When we went to bed, which we did shortly after, it having been a very hard day, we could hear Redvers Glass snoring away, lying on his back which is what makes you snore, as well as too much drink. But it was a regular sort of snore, not jerky like my Pop's used to be, and you can sleep through that without too much trouble. These days, I ought to mention, Howard had quietened down a lot at night, and there was very little of this walking round the house in his sleep and putting the lights on and very little too of his talking and shouting out.

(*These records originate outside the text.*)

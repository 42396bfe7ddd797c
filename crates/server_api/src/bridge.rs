use std::time::Duration;

use anyhow::{bail, Context, Result};
use async_trait::async_trait;
use reqwest::Client;
use shared::{
    domain::{ListId, UserId},
    error::RealtimeError,
    protocol::{
        endpoint_url, internal_broadcast_segments, BroadcastEnvelope, DeliveryReceipt, ListEvent,
        INTERNAL_HEADER, LIST_NAMESPACE, NAMESPACE_HEADER, ROOM_HEADER,
    },
};
use tracing::{debug, warn};
use url::Url;

/// Hands a committed item event to the coordinator that owns the list.
#[async_trait]
pub trait BroadcastBridge: Send + Sync {
    /// Returns the number of connections the event was written to.
    async fn deliver(
        &self,
        list_id: &ListId,
        envelope: BroadcastEnvelope,
    ) -> Result<usize, RealtimeError>;
}

/// Reaches a coordinator running in another process over its internal endpoint.
pub struct HttpBroadcastBridge {
    client: Client,
    base_url: Url,
}

impl HttpBroadcastBridge {
    pub fn new(coordinator_url: &str, timeout: Duration) -> Result<Self> {
        let base_url = Url::parse(coordinator_url)
            .with_context(|| format!("invalid coordinator url '{coordinator_url}'"))?;
        if base_url.cannot_be_a_base() {
            bail!("coordinator url '{coordinator_url}' cannot carry a path");
        }
        let client = Client::builder()
            .timeout(timeout)
            .build()
            .context("failed to build broadcast http client")?;
        Ok(Self { client, base_url })
    }
}

#[async_trait]
impl BroadcastBridge for HttpBroadcastBridge {
    async fn deliver(
        &self,
        list_id: &ListId,
        envelope: BroadcastEnvelope,
    ) -> Result<usize, RealtimeError> {
        let url = endpoint_url(&self.base_url, internal_broadcast_segments(list_id)).ok_or_else(
            || RealtimeError::BroadcastDelivery(format!("no endpoint under {}", self.base_url)),
        )?;

        let response = self
            .client
            .post(url)
            .header(INTERNAL_HEADER, "true")
            .header(NAMESPACE_HEADER, LIST_NAMESPACE)
            .header(ROOM_HEADER, list_id.as_str())
            .json(&envelope)
            .send()
            .await
            .map_err(|e| RealtimeError::BroadcastDelivery(e.to_string()))?;

        let status = response.status();
        if !status.is_success() {
            return Err(RealtimeError::BroadcastDelivery(format!(
                "coordinator responded with {status}"
            )));
        }

        let receipt: DeliveryReceipt = response
            .json()
            .await
            .map_err(|e| RealtimeError::BroadcastDelivery(e.to_string()))?;
        Ok(receipt.delivered)
    }
}

/// Delivers `event` to everyone on the list except `except`. Failures are
/// logged and dropped; the caller's write has already committed.
pub async fn broadcast_best_effort(
    bridge: &dyn BroadcastBridge,
    list_id: &ListId,
    event: ListEvent,
    except: Vec<UserId>,
) {
    let kind = event.kind().as_str();
    match bridge
        .deliver(list_id, BroadcastEnvelope::new(event, except))
        .await
    {
        Ok(delivered) => debug!(%list_id, kind, delivered, "list event broadcast"),
        Err(err) => warn!(%list_id, kind, error = %err, "list event broadcast failed"),
    }
}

He'd pretty well stopped doing all that at the time when he was getting ready for the quiz, as though his brain had too much to think about to bother with all that fun and games of the night. Only now and again he'd suddenly shout out the name of some book, as I took it to be, or some writer, or some date or other, but he very rarely got up these nights now. So I was getting more rest. And if I could sleep through the fear of Howard suddenly shouting out in my earhole, well, I could certainly sleep through all this snoring of Redvers Glass next door.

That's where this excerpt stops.